Moving these advanced findings into the routine medical practice will offer a revolutionary care and rehabilitation approach for
patients, either adults or children generally poorly managed, who suffer from psychopathologies following ELS exposure. The
overall aim of this Special Issue is to prove how the developmental age may represent a window of opportunity to implement
novel early interventions in the diagnosis and treatment of individuals subjected to ELS. Likewise, the resulting collection of
the present reviews examines wider strategic significance. A greater understanding of neuroplasticity and the brain interactions
with the social environment will promote a fertile ground of investigations to the pathogenesis of neurodegenerative disorders
and other psychiatric illnesses (e.g. schizophrenia), characterized by disruptive processes of cerebral growth and synaptic plasticity
Early Life Stress (ELS) profoundly impairs child’s brain development and behaviour giving rise to either temporary or permanent
effects on cognitive, behavioural and psychological functions. Furthermore, possible long-term cumulative effects of
various types of early adversity may show up in adulthood . ELS-related pathological consequences greatly vary among individuals
and depend on genetic and environmental factors. With regard to the onset of neurodevelopmental and psychiatric
disorders associated to ELS exposure, great emphasis must be laid on the influence of various pre-, peri- and post-traumatic
components in the environmental social context in which childhood abuse occurs. Namely, other influence factors related to the
nature of the early trauma, such as its duration, chronicity, and severity, strongly predispose towards either pathological outcomes
or resilient reactions. Together, genetic and environmental factors influence the individual stress responses although the
most remarkable effects of such an interplay are those concerning a critical period of vulnerability spanning from fetal to postnatal
development and adolescence. During this developmental window, the genome within neurons appears to be more plastic
and sensitive to both positive and negative environmental stimuli. These gene-environment interactions contribute to optimal
brain development, establishing a proper neural and behavioural developmental trajectory . As previously anticipated, it is
now clear that there is a causal link between ELS and the onset of neuropsychiatric and behavioural consequences, both with
short- and long-term effects .
With the advent of Omic technologies, we are getting a considerable amount of information on the gene-environment interplay
mechanisms, and learning biological underpinnings of those long-lasting changes that influence the pathological effects of
ELS during the development of brain and behavioural traits . In recent years, we have witnessed the rapid evolution of
knowledge about several potential mediators responsible for the high phenotypic heterogeneity observed among individuals
exposed to ELS. Ultimately, epigenetic changes in response to stress signalling are also known to influence the development
and susceptibility to early trauma-related pathologies. Epigenetic variations depict potentially reversible and transitory biochemical
changes that cause altered gene expression without modifying the DNA sequence and dynamically switch transcription
rates in response to a multitude of environmental stimuli and developmental states. These epigenetic changes mirror the
great flexibility of diverse biological processes of the organism including the modulation of proper and adaptive neurobiological
responses to various stressor agents throughout the life. However, experiencing prematurely a stress challenge causes widespread
alterations in brain plasticity and neuroendocrine system that correlate with marked and persistent changes in functional
activity of a large number of stress responsive genes . It follows that the epigenetic deregulation may be implicated in many
long-term pathological consequences of physical and mental health.

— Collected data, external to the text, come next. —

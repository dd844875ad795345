//! ANSI escape sequence stripping

/// Position inside an escape sequence.
#[derive(Debug, Clone, Copy, PartialEq, Eq, Default)]
enum State {
    #[default]
    Ground,
    /// Saw ESC
    Escape,
    /// Inside `ESC [`, until a final byte in 0x40..=0x7E
    Csi,
    /// Inside `ESC ]`, until BEL or `ESC \`
    Osc,
    /// Saw ESC inside an OSC string
    OscEscape,
    /// Saw `ESC (` or `ESC )`, one designator byte follows
    Charset,
}

/// Streaming ANSI stripper.
///
/// Keeps its position between calls, so a sequence split across two reads
/// from the terminal is still removed completely.
#[derive(Debug, Default)]
pub struct AnsiStripper {
    state: State,
}

impl AnsiStripper {
    /// Create a stripper in the ground state
    pub fn new() -> Self {
        Self::default()
    }

    /// Append `data` to `out` with escape sequences removed
    pub fn feed(&mut self, data: &[u8], out: &mut Vec<u8>) {
        for &byte in data {
            self.state = match (self.state, byte) {
                (State::Ground, 0x1b) => State::Escape,
                (State::Ground, _) => {
                    out.push(byte);
                    State::Ground
                }
                (State::Escape, b'[') => State::Csi,
                (State::Escape, b']') => State::Osc,
                (State::Escape, b'(' | b')') => State::Charset,
                (State::Escape, _) => State::Ground,
                (State::Csi, 0x40..=0x7e) => State::Ground,
                (State::Csi, _) => State::Csi,
                (State::Osc, 0x07) => State::Ground,
                (State::Osc, 0x1b) => State::OscEscape,
                (State::Osc, _) => State::Osc,
                (State::OscEscape, b'\\') => State::Ground,
                (State::OscEscape, _) => State::Osc,
                (State::Charset, _) => State::Ground,
            };
        }
    }
}

#[cfg(test)]
mod tests {
    use super::*;

    fn strip_ansi(data: &[u8]) -> Vec<u8> {
        let mut out = Vec::with_capacity(data.len());
        AnsiStripper::new().feed(data, &mut out);
        out
    }

    #[test]
    fn test_strip_csi() {
        assert_eq!(strip_ansi(b"Hello \x1b[31mred\x1b[0m world"), b"Hello red world");
    }

    #[test]
    fn test_strip_csi_tilde_terminator() {
        assert_eq!(strip_ansi(b"a\x1b[3~b"), b"ab");
    }

    #[test]
    fn test_strip_osc() {
        assert_eq!(strip_ansi(b"Hello \x1b]0;Title\x07 world"), b"Hello  world");
        assert_eq!(strip_ansi(b"x\x1b]0;Title\x1b\\y"), b"xy");
    }

    #[test]
    fn test_strip_charset() {
        assert_eq!(strip_ansi(b"\x1b(Bpassword:"), b"password:");
    }

    #[test]
    fn test_no_ansi() {
        assert_eq!(strip_ansi(b"Hello world"), b"Hello world");
    }

    #[test]
    fn test_sequence_split_across_feeds() {
        let mut stripper = AnsiStripper::new();
        let mut out = Vec::new();

        stripper.feed(b"Pass\x1b[", &mut out);
        stripper.feed(b"1mword:\x1b", &mut out);
        stripper.feed(b"[0m ", &mut out);

        assert_eq!(out, b"Password: ");
    }
}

The above key concepts are well represented by the seven reviews selected for the present Special Issue, which aims to provide
an extensive overview of the interplay between ELS and the genome. This Special Issue is divided into two parts: the first
comprises two papers and features a very constructive analysis of ELS-driven processes that program the cerebral decline to
neurodevelopment and neuropsychiatric disorders. To this end, Drake et al. examine the intriguing and relatively little-known
mechanisms linking preterm birth with neurodevelopmental effects. From the viewpoint of clinical neuroscience, there is substantial
interest in studying the delayed effects of ELS in neurodegeneration. Therefore, the scope of the paper by Lemche is to
provide a highly informative overview of genomic association studies supporting the relevance of ELS as a powerful mediator
of Late-Onset Alzheimer’s Disease (LOAD).

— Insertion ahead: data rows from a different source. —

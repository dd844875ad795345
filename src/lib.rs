//! logprobe: answer an SSH password prompt and relay one remote command
//!
//! logprobe starts an SSH client on a pseudo-terminal, so the client believes
//! it is interactive and asks for a password. It waits for the prompt, types
//! the credential, and copies whatever the remote command prints to a local
//! sink. By default the remote command is a grep for the latest `local.ERROR`
//! entries of an application log.
//!
//! # Features
//!
//! - **PTY sessions**: spawned with `portable-pty` and an explicit argument vector
//! - **Prompt detection**: case-insensitive search with a hard deadline
//! - **Lenient passthrough**: invalid UTF-8 replaced, split sequences reassembled
//! - **Rejection check**: a refused credential ends the run as a failure
//!   instead of being relayed as output
//!
//! # Quick Start
//!
//! ```rust,no_run
//! use logprobe::{ProbeConfig, Secret};
//!
//! #[tokio::main]
//! async fn main() -> Result<(), Box<dyn std::error::Error>> {
//!     let config = ProbeConfig::new(Secret::new(std::env::var("LOGPROBE_PASSWORD")?))
//!         .target("deploy@10.0.0.5")
//!         .remote_command("tail -n 20 /var/log/app.log");
//!
//!     let report = logprobe::run(&config, &mut std::io::stdout()).await?;
//!     if !report.is_success() {
//!         eprintln!("probe failed: {:?}", report.phase);
//!     }
//!     Ok(())
//! }
//! ```
//!
//! # Lower-level API
//!
//! [`Session`] exposes the pieces individually: spawn a program under a pty,
//! wait for a [`Pattern`] with [`Session::read_until`], write with
//! [`Session::send_line`]. [`SessionBuilder::attach`] runs the same code over
//! any blocking byte streams.
//!
//! ```rust,no_run
//! use logprobe::{Pattern, Session};
//! use std::time::Duration;
//!
//! # async fn example() -> Result<(), Box<dyn std::error::Error>> {
//! let mut session = Session::builder()
//!     .timeout(Duration::from_secs(20))
//!     .spawn("ssh", ["-o", "StrictHostKeyChecking=no", "user@host", "uptime"])?;
//!
//! let detection = session.read_until(&Pattern::exact_ignore_case("password:")).await?;
//! if detection.is_match() {
//!     session.send_line("secret").await?;
//! } else {
//!     println!("Could not find password prompt. Output: {}", detection.text());
//! }
//! # Ok(())
//! # }
//! ```

#![warn(missing_docs)]

mod buffer;
mod config;
mod pattern;
mod probe;
mod result;
mod session;

// Public API exports
pub use config::{
    HostKeyPolicy, ProbeConfig, Secret, DEFAULT_PROMPT, DEFAULT_REMOTE_COMMAND,
    DEFAULT_SSH_PROGRAM, DEFAULT_TARGET,
};
pub use pattern::{Match, Matcher, Pattern};
pub use probe::{run, FailureKind, Phase, Probe};
pub use result::{DetectOutcome, Detection, PatternError, ProbeError, ProbeReport};
pub use session::{Session, SessionBuilder};

// Re-export commonly used types
pub use portable_pty::ExitStatus;
//! Pattern matcher implementations

use crate::result::PatternError;
use regex::bytes::Regex;

/// Result of a pattern match
#[derive(Debug, Clone, PartialEq, Eq)]
pub struct Match {
    /// Start position of the match
    pub start: usize,
    /// End position of the match
    pub end: usize,
}

/// Trait for pattern matching
pub trait Matcher: Send + Sync {
    /// Find the first match in the buffer
    fn find(&self, buffer: &[u8]) -> Option<Match>;

    /// Check if pattern might partially match at buffer end
    fn partial_match(&self, _buffer: &[u8]) -> bool {
        false
    }
}

/// Exact string matcher using Boyer-Moore-Horspool algorithm.
///
/// With `ignore_case` both the pattern and the scanned bytes are folded to
/// ASCII lowercase; non-ASCII bytes compare exactly.
pub struct ExactMatcher {
    pattern: Vec<u8>,
    bad_char_table: [usize; 256],
    ignore_case: bool,
}

impl ExactMatcher {
    /// Create a new case-sensitive exact matcher
    pub fn new(pattern: impl Into<Vec<u8>>) -> Result<Self, PatternError> {
        Self::build(pattern.into(), false)
    }

    /// Create a new exact matcher that ignores ASCII case
    pub fn ignore_case(pattern: impl Into<Vec<u8>>) -> Result<Self, PatternError> {
        Self::build(pattern.into(), true)
    }

    fn build(mut pattern: Vec<u8>, ignore_case: bool) -> Result<Self, PatternError> {
        if pattern.is_empty() {
            return Err(PatternError::EmptyPattern);
        }

        if ignore_case {
            pattern.make_ascii_lowercase();
        }

        // Build bad character table for Boyer-Moore-Horspool
        let mut bad_char_table = [pattern.len(); 256];
        for (i, &byte) in pattern.iter().enumerate().take(pattern.len() - 1) {
            let shift = pattern.len() - 1 - i;
            bad_char_table[byte as usize] = shift;
            if ignore_case {
                bad_char_table[byte.to_ascii_uppercase() as usize] = shift;
            }
        }

        Ok(Self {
            pattern,
            bad_char_table,
            ignore_case,
        })
    }

    fn matches_at(&self, window: &[u8]) -> bool {
        if self.ignore_case {
            window.eq_ignore_ascii_case(&self.pattern)
        } else {
            window == self.pattern.as_slice()
        }
    }
}

impl Matcher for ExactMatcher {
    fn find(&self, buffer: &[u8]) -> Option<Match> {
        let len = self.pattern.len();
        if buffer.len() < len {
            return None;
        }

        let mut pos = 0;
        while pos + len <= buffer.len() {
            if self.matches_at(&buffer[pos..pos + len]) {
                return Some(Match {
                    start: pos,
                    end: pos + len,
                });
            }

            // Shift using bad character table
            let shift_char = buffer[pos + len - 1];
            pos += self.bad_char_table[shift_char as usize];
        }

        None
    }

    fn partial_match(&self, buffer: &[u8]) -> bool {
        // Check if buffer ends with a proper prefix of the pattern
        (1..self.pattern.len().min(buffer.len() + 1)).any(|i| {
            let tail = &buffer[buffer.len() - i..];
            let prefix = &self.pattern[..i];
            if self.ignore_case {
                tail.eq_ignore_ascii_case(prefix)
            } else {
                tail == prefix
            }
        })
    }
}

/// Regex matcher over raw bytes
pub struct RegexMatcher {
    regex: Regex,
}

impl RegexMatcher {
    /// Create a new regex matcher
    pub fn new(regex: Regex) -> Self {
        Self { regex }
    }
}

impl Matcher for RegexMatcher {
    fn find(&self, buffer: &[u8]) -> Option<Match> {
        self.regex.find(buffer).map(|m| Match {
            start: m.start(),
            end: m.end(),
        })
    }
}

#[cfg(test)]
mod tests {
    use super::*;

    #[test]
    fn test_exact_matcher() {
        let matcher = ExactMatcher::new(b"hello").unwrap();
        let buffer = b"world hello there";

        let result = matcher.find(buffer).unwrap();
        assert_eq!(result.start, 6);
        assert_eq!(result.end, 11);
    }

    #[test]
    fn test_exact_matcher_is_case_sensitive() {
        let matcher = ExactMatcher::new(b"password:").unwrap();

        assert!(matcher.find(b"Password: ").is_none());
        assert!(matcher.find(b"password: ").is_some());
    }

    #[test]
    fn test_ignore_case_prompt_variants() {
        let matcher = ExactMatcher::ignore_case(b"password:").unwrap();

        for prompt in [
            &b"password: "[..],
            b"Password: ",
            b"PASSWORD:",
            b"forge@13.53.205.215's password: ",
            b"Password for forge@host: ",
        ] {
            assert!(matcher.find(prompt).is_some(), "{:?}", prompt);
        }
    }

    #[test]
    fn test_ignore_case_uppercase_pattern() {
        let matcher = ExactMatcher::ignore_case(b"PassWord:").unwrap();
        let result = matcher.find(b"Enter password: ").unwrap();

        assert_eq!(result.start, 6);
        assert_eq!(result.end, 15);
    }

    #[test]
    fn test_ignore_case_shift_on_uppercase_text() {
        // The bad character table must shift on the uppercase form as well,
        // otherwise the match straddling "XPASSWORD:" is skipped.
        let matcher = ExactMatcher::ignore_case(b"password:").unwrap();
        let result = matcher.find(b"XXXXXXXPASSWORD:").unwrap();

        assert_eq!(result.start, 7);
    }

    #[test]
    fn test_prompt_without_colon_not_matched() {
        let matcher = ExactMatcher::ignore_case(b"password:").unwrap();

        assert!(matcher.find(b"Your password has expired").is_none());
    }

    #[test]
    fn test_exact_matcher_partial() {
        let matcher = ExactMatcher::ignore_case(b"password:").unwrap();

        assert!(matcher.partial_match(b"Please enter Pass"));
        assert!(matcher.partial_match(b"pass"));
    }

    #[test]
    fn test_exact_matcher_partial_no_match() {
        let matcher = ExactMatcher::ignore_case(b"password:").unwrap();

        assert!(!matcher.partial_match(b"Please enter username"));
        assert!(!matcher.partial_match(b""));
    }

    #[test]
    fn test_exact_matcher_partial_full_match() {
        let matcher = ExactMatcher::new(b"password:").unwrap();

        // A complete occurrence at the end is a match, not a partial one
        assert!(!matcher.partial_match(b"enter password:"));
    }

    #[test]
    fn test_exact_matcher_not_found() {
        let matcher = ExactMatcher::new(b"missing").unwrap();

        assert!(matcher.find(b"this text does not contain it").is_none());
    }

    #[test]
    fn test_exact_matcher_multiple_occurrences() {
        let matcher = ExactMatcher::ignore_case(b"password:").unwrap();
        let result = matcher.find(b"password: Password:").unwrap();

        assert_eq!(result.start, 0);
        assert_eq!(result.end, 9);
    }

    #[test]
    fn test_exact_matcher_empty_pattern() {
        assert!(ExactMatcher::new(b"").is_err());
        assert!(ExactMatcher::ignore_case(b"").is_err());
    }

    #[test]
    fn test_exact_matcher_binary_data() {
        let matcher = ExactMatcher::ignore_case([0xFF, b'A', 0xFD]).unwrap();
        let result = matcher.find(b"prefix\xFFa\xFDsuffix").unwrap();

        assert_eq!(result.start, 6);
        assert_eq!(result.end, 9);
    }

    #[test]
    fn test_regex_matcher() {
        let matcher = RegexMatcher::new(Regex::new(r"(?i)passphrase for key '[^']+':").unwrap());
        let buffer = b"Enter passphrase for key '/root/.ssh/id_ed25519': ";

        let result = matcher.find(buffer).unwrap();
        assert_eq!(result.start, 6);
        assert_eq!(result.end, buffer.len() - 1);
    }

    #[test]
    fn test_regex_matcher_invalid_utf8() {
        let matcher = RegexMatcher::new(Regex::new(r"(?i)password:").unwrap());
        let buffer = b"\xff\xfe garbage then Password: ";

        assert!(matcher.find(buffer).is_some());
    }
}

Taken as a whole, the pioneering works of this first part of the Issue invite the readers to discover some interesting genomics
and epigenomics insights into the programming of the neuronal cell fate during the developmental age. These new findings
build the foundation for precision medicine to improve the treatment of neuropathological sequelae induced by ELS injury,
develop preclinical screening and, possibly, offer more reliable and integrative therapeutic models.

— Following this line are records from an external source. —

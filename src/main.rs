//! Command-line entry point: run the log probe and relay its output to stdout.

use anyhow::{Context, Result};
use clap::Parser;
use logprobe::{
    FailureKind, HostKeyPolicy, Phase, ProbeConfig, ProbeReport, Secret, DEFAULT_PROMPT,
    DEFAULT_REMOTE_COMMAND, DEFAULT_SSH_PROGRAM, DEFAULT_TARGET,
};
use std::io::{self, Write};
use std::process::ExitCode;
use std::time::Duration;
use tracing_subscriber::EnvFilter;

#[derive(Parser)]
#[command(name = "logprobe")]
#[command(author, version, about = "Log in over SSH with a password and print one remote log query", long_about = None)]
struct Args {
    /// SSH target as user@host
    #[arg(long, env = "LOGPROBE_TARGET", default_value = DEFAULT_TARGET)]
    target: String,

    /// Command run on the remote host
    #[arg(long, env = "LOGPROBE_COMMAND", default_value = DEFAULT_REMOTE_COMMAND)]
    command: String,

    /// Password sent when the prompt appears
    #[arg(long, env = "LOGPROBE_PASSWORD", hide_env_values = true)]
    password: Option<String>,

    /// SSH client executable
    #[arg(long, default_value = DEFAULT_SSH_PROGRAM)]
    ssh: String,

    /// StrictHostKeyChecking value: no, accept-new or yes
    #[arg(long, default_value = "no")]
    host_key_checking: HostKeyPolicy,

    /// Prompt text to answer (case-insensitive)
    #[arg(long, default_value = DEFAULT_PROMPT)]
    prompt: String,

    /// Regular expression recognising the prompt, instead of --prompt
    #[arg(long)]
    prompt_regex: Option<String>,

    /// Seconds to wait for the prompt
    #[arg(long, default_value_t = 20)]
    timeout: u64,

    /// Seconds to wait after sending the password before relaying output
    #[arg(long, default_value_t = 2)]
    settle: u64,

    /// Remove ANSI escape sequences before looking for the prompt
    #[arg(long)]
    strip_ansi: bool,
}

impl Args {
    fn into_config(self) -> Result<ProbeConfig> {
        let password = self
            .password
            .context("no password given: set LOGPROBE_PASSWORD or pass --password")?;

        let mut config = ProbeConfig::new(Secret::from(password))
            .target(self.target)
            .remote_command(self.command)
            .ssh_program(self.ssh)
            .host_key_policy(self.host_key_checking)
            .prompt(self.prompt)
            .prompt_timeout(Duration::from_secs(self.timeout))
            .settle_delay(Duration::from_secs(self.settle))
            .strip_ansi(self.strip_ansi);

        if let Some(regex) = self.prompt_regex {
            config = config.prompt_regex(regex);
        }

        config.validate()?;
        Ok(config)
    }
}

/// Logs go to stderr so stdout carries only remote output.
fn init_tracing() {
    let filter =
        EnvFilter::try_from_env("LOGPROBE_LOG").unwrap_or_else(|_| EnvFilter::new("warn"));

    tracing_subscriber::fmt()
        .with_env_filter(filter)
        .with_writer(std::io::stderr)
        .with_target(false)
        .init();
}

/// Print the outcome of a run and choose the exit code.
///
/// Remote output has already gone to `out` during the run. A missing prompt is
/// reported on `out` and still ends normally; a refused credential is reported
/// on `err` and fails.
fn report_outcome<O, E>(report: &ProbeReport, out: &mut O, err: &mut E) -> io::Result<u8>
where
    O: Write,
    E: Write,
{
    match report.phase {
        Phase::Failed(FailureKind::PromptNotFound(_)) => {
            writeln!(
                out,
                "Could not find password prompt. Output: {}",
                report.detection.text()
            )?;
            out.flush()?;
            Ok(0)
        }
        Phase::Failed(failure @ FailureKind::AuthRejected) => {
            out.flush()?;
            writeln!(err, "logprobe: {failure}")?;
            Ok(1)
        }
        _ => Ok(0),
    }
}

#[tokio::main]
async fn main() -> Result<ExitCode> {
    init_tracing();

    let config = Args::parse().into_config()?;
    let mut stdout = io::stdout();

    let report = logprobe::run(&config, &mut stdout).await.with_context(|| {
        format!("failed to start {} for {}", config.program(), config.target_str())
    })?;

    let code = report_outcome(&report, &mut stdout, &mut io::stderr())
        .context("failed to write the run report")?;
    Ok(ExitCode::from(code))
}

#[cfg(test)]
mod tests {
    use super::*;
    use logprobe::{Probe, Session};
    use std::collections::VecDeque;
    use std::io::Read;

    /// Hands out one chunk per read.
    struct Chunks(VecDeque<Vec<u8>>);

    impl Read for Chunks {
        fn read(&mut self, buf: &mut [u8]) -> io::Result<usize> {
            let Some(chunk) = self.0.pop_front() else {
                return Ok(0);
            };
            buf[..chunk.len()].copy_from_slice(&chunk);
            Ok(chunk.len())
        }
    }

    fn run_over(chunks: &[&[u8]]) -> ProbeReport {
        let terminal = Chunks(chunks.iter().map(|c| c.to_vec()).collect());
        let config = ProbeConfig::new(Secret::new("hunter2")).settle_delay(Duration::ZERO);
        let mut probe = Probe::new(&config).unwrap();
        let mut session = Session::builder().attach(terminal, Vec::<u8>::new());

        tokio_test::block_on(probe.run(&mut session, &mut Vec::<u8>::new())).unwrap()
    }

    fn outcome(report: &ProbeReport) -> (u8, String, String) {
        let mut out = Vec::new();
        let mut err = Vec::new();
        let code = report_outcome(report, &mut out, &mut err).unwrap();
        (
            code,
            String::from_utf8(out).unwrap(),
            String::from_utf8(err).unwrap(),
        )
    }

    #[test]
    fn test_success_prints_nothing_more() {
        let report = run_over(&[b"forge@host's password: ", b"\r\nlocal.ERROR: boom\r\n"]);

        assert_eq!(outcome(&report), (0, String::new(), String::new()));
    }

    #[test]
    fn test_missing_prompt_prints_captured_output() {
        let report = run_over(&[b"ssh: connect to host 10.0.0.1 port 22: ", b"refused \xff\r\n"]);

        let (code, out, err) = outcome(&report);

        assert_eq!(code, 0);
        assert_eq!(
            out,
            "Could not find password prompt. Output: \
             ssh: connect to host 10.0.0.1 port 22: refused \u{FFFD}\r\n\n"
        );
        assert!(err.is_empty());
    }

    #[test]
    fn test_missing_prompt_with_nothing_captured() {
        let report = run_over(&[]);

        let (code, out, _) = outcome(&report);

        assert_eq!(code, 0);
        assert_eq!(out, "Could not find password prompt. Output: \n");
    }

    #[test]
    fn test_refused_credential_fails() {
        let report = run_over(&[
            b"forge@host's password: ",
            b"\r\nPermission denied, please try again.\r\n",
        ]);

        let (code, out, err) = outcome(&report);

        assert_eq!(code, 1);
        assert!(out.is_empty());
        assert_eq!(err, "logprobe: credential rejected by the remote host\n");
    }
}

The past twenty-five years significantly expanded our knowledge of Copy Number Variants (CNVs), genomic imbalances
belonging to structural genetic variations, and their role in both human health and disease, particularly in the neurological field.
In 1991, Lupski was the first to associate a CNV (a DNA duplication) to a human autosomal dominant neurodegenerative disease,
the Charcot-Marie-Tooth Disease Type 1A . In the last years, different technologies succeeded one another, increasing
the power of resolution and the regions of application. However, technological and conceptual barriers have hampered the investigation
of neurodegenerative diseases from a polygenic point of view, not only for complex neurodegenerative diseases but
also for monogenic ones. For example, even if Neurofibromatosis type 1 represents a monogenic autosomal dominant disorder
with complete penetrance, it is characterized by a variable expressivity that is hard to address in a genotype-phenotype correlation
In this mini-thematic issue, we aim to describe the progress in the study of these important types of structural variations in
medicine, exploring the use of CNVs analysis in neurological disorders, as recently reviewed for Alzheimer’s Disease, Parkinson’s
Disease and Amyotrophic Lateral Sclerosis studies [4-6]. Taken together, the three manuscripts published in the present
mini-thematic issue provide the reader an overview of the recent findings regarding inherited neuropathies (Salpietro et al.) and
adult-onset neuropsychiatric disorders, i.e. Schizophrenia and Alzheimer’s disease (Lew et al.), and emphasize the need of custom
technologies, such as a customized exon-centric aCGH, to detect overlapping gene signatures among neurological conditions
(La Cognata et al.).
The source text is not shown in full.